Required action → Within the data below, determine how many lines contain "rest" and supply only that figure.

Given data →
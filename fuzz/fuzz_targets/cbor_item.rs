//! CBOR codec fuzz target.
//!
//! Fuzzes the raw-item scanner and the canonical decode path.
//! Goal: no panics on arbitrary input, and scanner/decoder agreement on
//! item boundaries.

#![no_main]

use ciborium::value::Value;
use libfuzzer_sys::fuzz_target;

fuzz_target!(|data: &[u8]| {
    // The scanner must reject or bound every input without panicking.
    let scanned = fdo_cbor::item_length(data);

    // Strict single-item decode.
    let decoded = fdo_cbor::from_cbor::<Value>(data);

    // If both succeed, the scanner must agree with the decoder that the
    // whole input is exactly one item.
    if let (Ok(len), Ok(_)) = (&scanned, &decoded) {
        assert_eq!(*len, data.len());
    }

    // Canonical decode re-encodes; must never panic.
    let _ = fdo_cbor::from_canonical_cbor::<Value>(data);

    // Raw wrappers and bstr unwrapping.
    let _ = fdo_cbor::RawCbor::from_slice(data);
    let _ = fdo_cbor::unwrap_bstr(data);

    // Splitting a concatenated stream terminates.
    let mut rest = data;
    while fdo_cbor::take_item(&mut rest).is_ok() {
        if rest.is_empty() {
            break;
        }
    }
});
//! Ownership-voucher fuzz target.
//!
//! Fuzzes voucher parsing, chain validation, and PEM framing.
//! Goal: arbitrary input is rejected with errors, never panics; anything
//! that parses also survives re-encoding.

#![no_main]

use fdo_protocol::voucher::OwnershipVoucher;
use libfuzzer_sys::fuzz_target;

fuzz_target!(|data: &[u8]| {
    if let Ok(voucher) = OwnershipVoucher::from_bytes(data) {
        // Chain validation over attacker-controlled entries.
        let _ = voucher.validate_chain(None);
        let _ = voucher.current_owner_pk();

        // Exact-bytes round trip for anything structurally valid.
        if let Ok(bytes) = voucher.to_bytes() {
            let reparsed = OwnershipVoucher::from_bytes(&bytes).expect("round trip");
            assert_eq!(reparsed.raw_header().as_bytes(), voucher.raw_header().as_bytes());
        }
    }

    if let Ok(text) = std::str::from_utf8(data) {
        let _ = OwnershipVoucher::from_pem(text);
    }
});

Written response → 3